I sat back listening as all the plans were made around me. The basis for my entire wedding was planned at that small round table in my parents kitchen with me barely saying a word. It was a foreshadow of the entire wedding planning. I picked my dress, but my bridesmaids chose the colour sash on it (taupe). I had a say on the bridesmaid dresses but they picked the colour (dark brown). I did help out with the tuxes but my husband had a huge say on the colours and who wore what (brown and cinnamon).
The entire wedding planning process came down to some advice my grandmother had given me years before I had even met my soon-to-be husband. “Something is going to go wrong.
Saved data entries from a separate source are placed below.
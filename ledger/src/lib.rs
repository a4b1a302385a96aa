// Copyright (c) 2026 ALAS Technology. MIT License.
// See LICENSE for details.

//! # CLINK Ledger — Core Library
//!
//! A fungible-value ledger with administrative controls: a single asset,
//! per-account balances, allowance-based delegated transfers, role-gated
//! mint and burn against a hard supply cap, and a pause switch that halts
//! balance movement without halting administration.
//!
//! The whole thing is one synchronous state machine. An external caller —
//! which has already authenticated the caller's identity — invokes one
//! operation at a time against a [`ledger::Ledger`] held by `&mut`. Every
//! operation either completes (all checks, all mutations, all event
//! records) or fails with a specific [`error::LedgerError`] and touches
//! nothing. There is no ambient state: two ledgers in the same process are
//! fully independent, which is exactly what the test suite leans on.
//!
//! ## Architecture
//!
//! - **address** — Fixed-width account identities. The zero address is the
//!   mint/burn sentinel and never a valid recipient.
//! - **roles** — Who may do what. Roles are data (sets of addresses), not
//!   types; the administrator role governs all grants, including its own.
//! - **pause** — The kill switch. Strict semantics: pausing a paused ledger
//!   is an error, not a shrug.
//! - **supply** — Total issuance against an immutable cap. Mint is
//!   role-gated; burn only ever targets the caller's own funds.
//! - **accounts** — Balances and allowances. Transfer and delegated
//!   transfer consult the pause gate; approve does not.
//! - **ledger** — The facade that wires the four components together and
//!   appends event records after every successful mutation.
//! - **events** — The append-only journal. Observers read it; the core
//!   never does.
//! - **config** — Token constants. Magic numbers live here and nowhere else.
//!
//! ## Design Principles
//!
//! 1. All monetary arithmetic is checked — wrapping arithmetic and money
//!    do not mix.
//! 2. Check-then-act: every precondition is verified before the first
//!    mutation, so a failed operation leaves state byte-for-byte unchanged.
//! 3. Errors are specific. Callers assert on the exact rejection reason,
//!    never on "it failed".
//! 4. Every public type is serializable (serde) for wire transport and
//!    persistent storage.

pub mod accounts;
pub mod address;
pub mod config;
pub mod error;
pub mod events;
pub mod ledger;
pub mod pause;
pub mod roles;
pub mod supply;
How you handle it, is what everyone is going to remember.” She was essentially saying to not sweat the small stuff. Go with the flow and just enjoy your day and everyone else will enjoy it too.
Oh sure, I fought my battles along the way. I figured out the things that I thought were important and stuck to my guns. I wanted to wear sneakers, and sure enough I walked down the aisle in my brown and white Chuck Taylor’s. My husband loved the idea and wore a pair of brown and cream Adidas. I wanted a Mad Hatter cake, and sure enough we got a cake designed by the best cake designer in the region (although my husband-to-be insisted it be more symmetrical than I wanted it to be.) For my borrowed, I wanted to walk down the aisle to Ave Maria as my mother and oldest sister did and I certainly did. I got to choose the caterer and most of the menu. I selected the florist and what was included in my bouquet but trusted my sister Lisa in her judgment on what the bridesmaid should carry.
My wedding planning involved a lot of compromise, and a lot of trust in each other and our family and friends. It ended up being a fantastic party with lots of dancing, lots of food and memorable touches everywhere. Having it at my parents house made it so much more personal and allowed us to relax a bit more.
Was I stressed out and frustrated during the planning process? For sure. Did things go wrong on the day of? Absolutely. Did I care? No.
I let other people handle things. People came to ask me questions and I would just defer them to someone else to figure it out.
I laughed. I hugged people. I thanked everyone for coming because I knew everyone there. It was my wedding and even though the planning wasn’t all me, it felt really good to be surrounded by people that I loved and to finally marry the man that loved me.
10 years ago my life changed, but I am so glad it did. I’m incredibly grateful to my parents and all they did to help plan my wedding and I’m still madly in love with the man that I married, even if his “Groomzilla” status will forever be etched in my mind. Family is where it all began, and family is what we are now. 10 years. What a wonderful ride this has been!